WEST, qualified as a long pulse machine, presents the specific features of a permanent magnetic field produced by 18 Superconducting Toroidal Field coils cooled at 1.8K thanks to its liquid helium cryogenic system, the entire plasma facing components including the tungsten ITER grade divertor actively cooled by a pressurized water loop. WEST offers a representative and complete environment for next step devices such as ITER, JT-60SA and DEMO.
The last two experimental campaigns in 2023 and 2024 are crowned by experimental results and performance continuously improved. The machine availability reached 80% for more than 8 months. The integrated plasma operation exceeded 5 hours for each campaign and energy handling capabilities was demonstrated with 80 GJ of cumulated energy injected with Lower Hybrid Current drive (LHCD) and Ion Cyclotron Resonance Heating (ICRH) systems. In addition, two records of plasma duration of 101s in 2023 and 364s in 2024 were obtained.

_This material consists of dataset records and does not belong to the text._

//! Data ingestion and normalization for the RTM sentiment pipeline.
//!
//! This crate handles:
//! - Raw provider batches with arbitrary column names
//! - Semantic column detection and cell coercion
//! - Hourly mean aggregation of price and load frames
//! - Price/load assembly with per-zone load forward fill
//! - Prioritized fetch strategies

pub mod raw;
pub mod columns;
pub mod coerce;
pub mod frame;
pub mod assemble;
pub mod source;

pub use raw::RawBatch;
pub use columns::{detect_column, ColumnMap};
pub use frame::{normalize_loads, normalize_prices, FrameNormalizer, NormalizedFrame};
pub use assemble::{assemble, forward_fill_load};
pub use source::{fetch_with_fallback, BatchSource, FetchWindow, JsonFileSource};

Operation of long pulse in a tokamak requires on one hand, machine availability achieved by maintenance and evolutions on sub-systems, technical management of unplanned interventions and operation coordination. On the other hand, the capability to ensure protection of Plasma Facing Components (PFC) during long steady state discharges is essential. The paper presents selected highlights about the strategy put in place on the WEST Tokamak.
A key point in improving the responsiveness of technical interventions has been the automatization of water leak detection through the evolution of the complex water network configuration. As this point is crucial for the future machines, advanced techniques are developed, such as infrared water leak detection and remote sniffing inside vacuum vessel.
Based on systematic electronic data logging and manual record of events, a complete technical performance study has been performed covering the two last campaigns. The analysis focus on tokamak reliability, operation starting time, pulse rate, pulse rating and actions to increase available time for experiments.
For PFC protection, a remarkable set of infrared diagnostics, covering 52% of the first wall of the vacuum vessel, provides a large thermal mapping, identifies thresholds and deliver an alarm to the plasma control system to tune the heating power in order to prevent over-heating and continue plasma discharge.
The upcoming campaign is now preparing with the implementation of the new ECRH heating system and the goal of a plasma duration of 1000s.